Volkswagen unveils latest Golf

Europe's biggest car maker is hoping the new fifth version of its best-selling Golf model will steer the group back into the fast lane of the world's car makers.

    VW profits fell nearly 60% in the first six months of this year

    Originally launched in 1974 and sold more than 22 million times since then, the Golf accounts for a third of Volkswagen’s earnings and over 15% of total group sales. The new version was unveiled on Monday.

    The car maker cannot therefore afford to make a mistake with the Golf 5, which the general public will get to see for the first time at the IAA Frankfurt motor show in September.

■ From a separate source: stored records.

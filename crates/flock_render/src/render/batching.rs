//! # State-Sorted Batching
//!
//! Collects the frame's visible models, sorts them so models sharing GPU
//! state end up adjacent, and emits draw calls that touch device state only
//! when it actually changes.
//!
//! ## Cost Model
//!
//! Program switches are the most expensive transition, then texture binds,
//! then vertex array binds. Sorting by `(shader, texture, mesh)` groups the
//! expensive keys into the longest runs, so the number of binds of each kind
//! is bounded by the number of distinct runs of that key rather than by the
//! model count.
//!
//! ## Frame Memory
//!
//! The draw lists are reused across frames: they are cleared each frame but
//! never shrunk, so a steady scene stops allocating after the first frame.

use std::time::Instant;

use crate::foundation::collections::Handle;
use crate::foundation::math::{Mat4, Mat4Ext};
use crate::render::device::GraphicsDevice;
use crate::render::resources::{
    Mesh, Model, ResourceRegistry, Shader, Texture, MODEL_UNIFORM, PROJECTION_UNIFORM, VIEW_UNIFORM,
};

/// One model scheduled for the 3D pass
#[derive(Debug, Clone, Copy, PartialEq, Eq)]
pub struct DrawItem {
    /// Model being drawn
    pub model: Handle<Model>,
    /// Shader resolved for this frame
    pub shader: Handle<Shader>,
    /// Texture resolved for this frame
    pub texture: Handle<Texture>,
    /// Mesh resolved for this frame
    pub mesh: Handle<Mesh>,
}

impl DrawItem {
    /// Ordering key: most expensive state first
    #[must_use]
    pub const fn sort_key(&self) -> (Handle<Shader>, Handle<Texture>, Handle<Mesh>) {
        (self.shader, self.texture, self.mesh)
    }
}

/// Counters for one emitted draw sequence
#[derive(Debug, Clone, Copy, Default, PartialEq, Eq)]
pub struct BatchStats {
    /// Models collected for the 3D pass
    pub total_commands: usize,
    /// Models skipped because a referenced resource was gone
    pub skipped: usize,
    /// Program switches
    pub program_binds: usize,
    /// Texture unit 0 binds
    pub texture_binds: usize,
    /// Vertex array binds
    pub mesh_binds: usize,
    /// Indexed draw calls
    pub draw_calls: usize,
    /// Time spent collecting and sorting (microseconds)
    pub collection_time_us: u64,
    /// Time spent issuing device calls (microseconds)
    pub submission_time_us: u64,
}

impl BatchStats {
    /// Total GPU state transitions
    #[must_use]
    pub const fn state_changes(&self) -> usize {
        self.program_binds + self.texture_binds + self.mesh_binds
    }

    /// Total frame time in microseconds
    #[must_use]
    pub const fn total_time_us(&self) -> u64 {
        self.collection_time_us + self.submission_time_us
    }
}

/// Per-frame draw list builder and emitter
#[derive(Debug, Default)]
pub struct Batcher {
    items: Vec<DrawItem>,
    ui_items: Vec<Handle<Model>>,
    stats: BatchStats,
    // Skips found while collecting; emission adds its own on top.
    collected_skipped: usize,
}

    It will also provide a test for VW's chairman Bernd Pischetsrieder, who replaced Ferdinand Piech just over a year ago and is still in the process of earning his spurs at Germany's biggest car maker.

    VW has therefore set itself the target of selling 135,000 of the new Golf by the end of the year and "more than 600,000 next year," Pischetsrieder said at the unveiling of the Golf 5 in the group's home town of Wolfsburg, rechristened Golfsburg for the occasion.

    In 2002, VW sold a total 775,000 Golfs around the world.

    Slow evolution

    However, the revamping brings no revolutions for a car which is seen as typifying German "solidity".

    "It's a delicate onward development," said Peter Brietsche of the market research institute GfK.

    "Frankly, the Golf 5 hasn't evolved very much"

    car review website

    "It looks like a Golf and it must look like one," said Ferdinand Dudenhoeffer of the Center Automotiv Research in Gelsenkirchen, arguing that experience had shown that customers do not like drastic changes.

    But for some, the changes are too subtle.

    "Frankly, the Golf 5 hasn't evolved very much," complained the Internet website, Auto-Services-Web, which specialises in reviewing new models and providing advice to clients.

    Brake on profits

    VW needs the new model to be a success if it wants to overtake close rival models such as Peugeot's 307 and Renault's Megane, as well as upcoming models from Opel or Ford.

    "The Golf no longer dominates the sector as it used to," said MM Warburg analyst Robert Pottmann.

    VW is certainly feeling the pinch of the current sluggishness in demand for new cars, exacerbated by the surging euro and the cost of investment in new models.

    In the first six months of 2003, VW's net profit skidded 57.5% to 596 million euros ($650 million) on a 2.8% drop in sales to 42.8 billion euros.